• _The data_
○ ○ ○ ○

use std::{
    collections::HashMap,
    sync::{Mutex, MutexGuard},
};

use uuid::Uuid;

use super::{
    BlobStore, RecordStore, StoreError, StoreResult, swap_cell, version_conflict,
};
use crate::{
    data::Value,
    model::{CellEdit, ImportRecord, Row},
    schema::ColumnDescriptor,
};

#[derive(Debug, Default)]
struct Tables {
    imports: HashMap<Uuid, ImportRecord>,
    columns: HashMap<Uuid, Vec<ColumnDescriptor>>,
    rows: HashMap<Uuid, Vec<Row>>,
    edits: Vec<CellEdit>,
}

/// Process-local record store, used by tests and embedders.
#[derive(Debug, Default)]
pub struct MemoryRecordStore {
    tables: Mutex<Tables>,
}

impl MemoryRecordStore {
    pub fn new() -> Self {
        Self::default()
    }

    fn lock(&self) -> StoreResult<MutexGuard<'_, Tables>> {
        self.tables
            .lock()
            .map_err(|_| StoreError::Backend("record store lock poisoned".to_string()))
    }
}

fn missing_import(id: Uuid) -> StoreError {
    StoreError::NotFound(format!("import {id}"))
}

fn missing_row(import_id: Uuid, row_index: usize) -> StoreError {
    StoreError::NotFound(format!("row {row_index} of import {import_id}"))
}

impl RecordStore for MemoryRecordStore {
    fn create_import(&self, record: &ImportRecord) -> StoreResult<()> {
        let mut tables = self.lock()?;
        if tables.imports.contains_key(&record.id) {
            return Err(StoreError::Conflict(format!(
                "import {} already exists",
                record.id
            )));
        }
        tables.imports.insert(record.id, record.clone());
        Ok(())
    }

    fn get_import(&self, id: Uuid) -> StoreResult<ImportRecord> {
        self.lock()?
            .imports
            .get(&id)
            .cloned()
            .ok_or_else(|| missing_import(id))
    }

    fn update_import(&self, record: &ImportRecord) -> StoreResult<ImportRecord> {
        let mut tables = self.lock()?;
        let stored = tables
            .imports
            .get_mut(&record.id)
            .ok_or_else(|| missing_import(record.id))?;
        if stored.version != record.version {
            return Err(version_conflict(record, stored.version));
        }
        let mut next = record.clone();
        next.version += 1;
        *stored = next.clone();
        Ok(next)
    }

    fn list_imports(&self, organization_id: &str) -> StoreResult<Vec<ImportRecord>> {
        let tables = self.lock()?;
        let mut records = tables
            .imports
            .values()
            .filter(|record| record.organization_id == organization_id)
            .cloned()
            .collect::<Vec<_>>();
        records.sort_by(|a, b| b.created_at.cmp(&a.created_at));
        Ok(records)
    }

    fn delete_import(&self, id: Uuid) -> StoreResult<()> {
        let mut tables = self.lock()?;
        tables.imports.remove(&id).ok_or_else(|| missing_import(id))?;
        tables.columns.remove(&id);
        tables.rows.remove(&id);
        Ok(())
    }

    fn insert_columns(&self, import_id: Uuid, columns: &[ColumnDescriptor]) -> StoreResult<()> {
        let mut tables = self.lock()?;
        if !tables.imports.contains_key(&import_id) {
            return Err(missing_import(import_id));
        }
        tables
            .columns
            .entry(import_id)
            .or_default()
            .extend_from_slice(columns);
        Ok(())
    }

    fn list_columns(&self, import_id: Uuid) -> StoreResult<Vec<ColumnDescriptor>> {
        Ok(self
            .lock()?
            .columns
            .get(&import_id)
            .cloned()
            .unwrap_or_default())
    }

    fn insert_rows(&self, import_id: Uuid, rows: &[Row]) -> StoreResult<()> {
        let mut tables = self.lock()?;
        if !tables.imports.contains_key(&import_id) {
            return Err(missing_import(import_id));
        }
        tables
            .rows
            .entry(import_id)
            .or_default()
            .extend_from_slice(rows);
        Ok(())
    }

    fn count_rows(&self, import_id: Uuid) -> StoreResult<usize> {
        Ok(self.lock()?.rows.get(&import_id).map_or(0, Vec::len))
    }

    fn fetch_rows(&self, import_id: Uuid, offset: usize, limit: usize) -> StoreResult<Vec<Row>> {
        let tables = self.lock()?;
        let Some(rows) = tables.rows.get(&import_id) else {
            return Ok(Vec::new());
        };
        Ok(rows.iter().skip(offset).take(limit).cloned().collect())
    }

    fn get_row(&self, import_id: Uuid, row_index: usize) -> StoreResult<Row> {
        self.lock()?
            .rows
            .get(&import_id)
            .and_then(|rows| rows.iter().find(|row| row.index == row_index))
            .cloned()
            .ok_or_else(|| missing_row(import_id, row_index))
    }

    fn update_cell(
        &self,
        import_id: Uuid,
        row_index: usize,
        column: usize,
        expected: Option<&Value>,
        value: Option<Value>,
    ) -> StoreResult<()> {
        let mut tables = self.lock()?;
        let row = tables
            .rows
            .get_mut(&import_id)
            .and_then(|rows| rows.iter_mut().find(|row| row.index == row_index))
            .ok_or_else(|| missing_row(import_id, row_index))?;
        swap_cell(row, import_id, column, expected, value)
    }

    fn append_edit(&self, edit: &CellEdit) -> StoreResult<()> {
        self.lock()?.edits.push(edit.clone());
        Ok(())
    }

    fn list_edits(&self, import_id: Uuid) -> StoreResult<Vec<CellEdit>> {
        Ok(self
            .lock()?
            .edits
            .iter()
            .filter(|edit| edit.import_id == import_id)
            .cloned()
            .collect())
    }
}

#[derive(Debug, Default)]
pub struct MemoryBlobStore {
    blobs: Mutex<HashMap<String, Vec<u8>>>,
}

impl MemoryBlobStore {
    pub fn new() -> Self {
        Self::default()
    }

    fn lock(&self) -> StoreResult<MutexGuard<'_, HashMap<String, Vec<u8>>>> {
        self.blobs
            .lock()
            .map_err(|_| StoreError::Backend("blob store lock poisoned".to_string()))
    }
}

impl BlobStore for MemoryBlobStore {
    fn put(&self, path: &str, bytes: &[u8]) -> StoreResult<()> {
        self.lock()?.insert(path.to_string(), bytes.to_vec());
        Ok(())
    }

    fn get(&self, path: &str) -> StoreResult<Vec<u8>> {
        self.lock()?
            .get(path)
            .cloned()
            .ok_or_else(|| StoreError::NotFound(format!("blob '{path}'")))
    }

    fn delete(&self, path: &str) -> StoreResult<()> {
        self.lock()?.remove(path);
        Ok(())
    }
}
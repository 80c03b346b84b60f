pub mod cli;
pub mod config;
pub mod data;
pub mod error;
pub mod infer;
pub mod io_utils;
pub mod model;
pub mod parser;
pub mod pipeline;
pub mod preview;
pub mod schema;
pub mod store;
pub mod table;

use std::{env, sync::Arc, sync::OnceLock};

use anyhow::{Context, Result, anyhow};
use clap::Parser;
use log::{LevelFilter, debug, info};

use crate::{
    cli::{Cli, Commands},
    config::IngestConfig,
    model::{NewImport, RequestContext},
    parser::{FileKind, ParseOptions},
    pipeline::Ingestor,
    preview::PreviewService,
    store::{FsBlobStore, FsRecordStore},
};

static LOGGER: OnceLock<()> = OnceLock::new();

fn init_logging() {
    LOGGER.get_or_init(|| {
        let mut builder = env_logger::Builder::from_env(env_logger::Env::default());
        if env::var("RUST_LOG").is_err() {
            builder.filter_module("sheet_ingest", LevelFilter::Info);
        }
        let _ = builder.format_timestamp_millis().try_init();
    });
}

struct Services {
    ctx: RequestContext,
    ingestor: Ingestor,
    preview: PreviewService,
}

impl Services {
    fn open(cli: &Cli, config: IngestConfig) -> Result<Self> {
        let ctx = RequestContext::new(cli.organization.as_str(), cli.user.as_str())?;
        let records = Arc::new(
            FsRecordStore::open(&cli.store)
                .with_context(|| format!("Opening record store in {:?}", cli.store))?,
        );
        let blobs = Arc::new(
            FsBlobStore::open(&cli.store)
                .with_context(|| format!("Opening blob store in {:?}", cli.store))?,
        );
        debug!("Using store {:?} as organization '{}'", cli.store, ctx.organization_id);
        let ingestor = Ingestor::new(records.clone(), blobs, config)?;
        Ok(Self {
            ctx,
            ingestor,
            preview: PreviewService::new(records),
        })
    }
}

pub fn run() -> Result<()> {
    init_logging();
    let cli = Cli::parse();
    let config = IngestConfig::load_or_default(cli.config.as_deref())?;
    // Schema inspection reads a local file and never touches the store.
    let open = || Services::open(&cli, config.clone());
    match &cli.command {
        Commands::Probe(args) => handle_probe(args, &config),
        Commands::Upload(args) => handle_upload(&open()?, args),
        Commands::Analyze(args) => {
            let services = open()?;
            let record = services.ingestor.analyze(&services.ctx, args.import)?;
            print_json(&record)
        }
        Commands::Status(args) => {
            let services = open()?;
            let record = services.ingestor.get_import(&services.ctx, args.import)?;
            print_json(&record)
        }
        Commands::List => handle_list(&open()?),
        Commands::Page(args) => handle_page(&open()?, args),
        Commands::Edit(args) => handle_edit(&open()?, args),
        Commands::History(args) => {
            let services = open()?;
            let edits = services.preview.edit_history(&services.ctx, args.import)?;
            print_json(&edits)
        }
        Commands::Complete(args) => {
            let services = open()?;
            let record = services.ingestor.complete(&services.ctx, args.import)?;
            print_json(&record)
        }
        Commands::Delete(args) => {
            let services = open()?;
            services.ingestor.delete_import(&services.ctx, args.import)?;
            info!("Import {} deleted", args.import);
            Ok(())
        }
    }
}

fn handle_probe(args: &cli::ProbeArgs, config: &IngestConfig) -> Result<()> {
    let filename = args
        .input
        .file_name()
        .and_then(|name| name.to_str())
        .ok_or_else(|| anyhow!("Input {:?} has no usable file name", args.input))?;
    let kind = FileKind::from_filename(filename)?;
    let encoding = io_utils::resolve_encoding(
        args.input_encoding
            .as_deref()
            .or(config.input_encoding.as_deref()),
    )?;
    let delimiter = io_utils::resolve_input_delimiter(
        filename,
        args.delimiter.or(config.csv_delimiter.map(|c| c as u8)),
    );
    info!(
        "Probing '{}' as {kind} with delimiter '{}'",
        args.input.display(),
        printable_delimiter(delimiter)
    );

    let bytes = io_utils::read_input(&args.input)?;
    let parsed = parser::parse(&bytes, kind, &ParseOptions { delimiter, encoding })
        .with_context(|| format!("Parsing {:?}", args.input))?;
    let sample_rows = args.sample_rows.unwrap_or(config.sample_rows);
    let columns = schema::extract(
        &parsed.header,
        parsed.sample(sample_rows),
        config.header_policy,
    )?;

    if args.json {
        print_json(&columns)?;
    } else {
        print!("{}", table::render_columns(&columns));
    }
    info!(
        "Inferred {} column(s) from {} sampled row(s) of {}",
        parsed.column_count(),
        parsed.sample(sample_rows).len(),
        parsed.row_count()
    );
    Ok(())
}

fn handle_upload(services: &Services, args: &cli::UploadArgs) -> Result<()> {
    let filename = match (&args.filename, io_utils::is_dash(&args.input)) {
        (Some(name), _) => name.clone(),
        (None, true) => return Err(anyhow!("--filename is required when reading from stdin")),
        (None, false) => args
            .input
            .file_name()
            .and_then(|name| name.to_str())
            .map(str::to_string)
            .ok_or_else(|| anyhow!("Input {:?} has no usable file name", args.input))?,
    };
    let bytes = io_utils::read_input(&args.input)?;
    let mut request = NewImport::new(filename);
    if let Some(name) = &args.name {
        request = request.with_name(name.clone());
    }

    let mut record = services
        .ingestor
        .upload(&services.ctx, &request, &bytes)
        .with_context(|| format!("Uploading {:?}", args.input))?;
    if args.analyze {
        record = services.ingestor.analyze(&services.ctx, record.id)?;
    }
    print_json(&record)
}

fn handle_list(services: &Services) -> Result<()> {
    let records = services.ingestor.list_imports(&services.ctx)?;
    let mut listing =
        table::Table::new(["id", "name", "kind", "status", "rows", "created"]).align_right(4);
    for record in &records {
        listing.push_row(vec![
            record.id.to_string(),
            record.name.clone(),
            record.file_kind.to_string(),
            record.status.to_string(),
            record
                .row_count
                .map(|count| count.to_string())
                .unwrap_or_default(),
            record.created_at.format("%Y-%m-%d %H:%M:%S").to_string(),
        ]);
    }
    print!("{}", listing.render());
    info!(
        "Listed {} import(s) for organization '{}'",
        records.len(),
        services.ctx.organization_id
    );
    Ok(())
}

fn handle_page(services: &Services, args: &cli::PageArgs) -> Result<()> {
    let page_size = args
        .page_size
        .unwrap_or(services.ingestor.config().default_page_size);
    let page = services
        .preview
        .get_page(&services.ctx, args.import, args.page, page_size)?;
    if args.json {
        print_json(&page)
    } else {
        print!("{}", table::render_page(&page));
        Ok(())
    }
}

fn handle_edit(services: &Services, args: &cli::EditArgs) -> Result<()> {
    let value = if args.null {
        None
    } else {
        args.value.as_deref().and_then(data::coerce_text)
    };
    let edit = services.preview.edit_cell(
        &services.ctx,
        args.import,
        args.row,
        &args.column,
        value,
    )?;
    print_json(&edit)
}

fn print_json<T: serde::Serialize + ?Sized>(value: &T) -> Result<()> {
    let rendered = serde_json::to_string_pretty(value).context("Rendering JSON output")?;
    println!("{rendered}");
    Ok(())
}

pub(crate) fn printable_delimiter(delimiter: u8) -> String {
    match delimiter {
        b',' => ",".to_string(),
        b'\t' => "\\t".to_string(),
        b'\n' => "\\n".to_string(),
        other => (other as char).to_string(),
    }
}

○ ○ ○ ○

• _What you need to do_
Return only the lines between the one holding "touches the store." and the one holding "let filename = args", inclusive, exactly as they appear above.

• _Output for this task_
    // Schema inspection reads a local file and never touches the store.
    let open = || Services::open(&cli, config.clone());
    match &cli.command {
        Commands::Probe(args) => handle_probe(args, &config),
        Commands::Upload(args) => handle_upload(&open()?, args),
        Commands::Analyze(args) => {
            let services = open()?;
            let record = services.ingestor.analyze(&services.ctx, args.import)?;
            print_json(&record)
        }
        Commands::Status(args) => {
            let services = open()?;
            let record = services.ingestor.get_import(&services.ctx, args.import)?;
            print_json(&record)
        }
        Commands::List => handle_list(&open()?),
        Commands::Page(args) => handle_page(&open()?, args),
        Commands::Edit(args) => handle_edit(&open()?, args),
        Commands::History(args) => {
            let services = open()?;
            let edits = services.preview.edit_history(&services.ctx, args.import)?;
            print_json(&edits)
        }
        Commands::Complete(args) => {
            let services = open()?;
            let record = services.ingestor.complete(&services.ctx, args.import)?;
            print_json(&record)
        }
        Commands::Delete(args) => {
            let services = open()?;
            services.ingestor.delete_import(&services.ctx, args.import)?;
            info!("Import {} deleted", args.import);
            Ok(())
        }
    }
}

fn handle_probe(args: &cli::ProbeArgs, config: &IngestConfig) -> Result<()> {
    let filename = args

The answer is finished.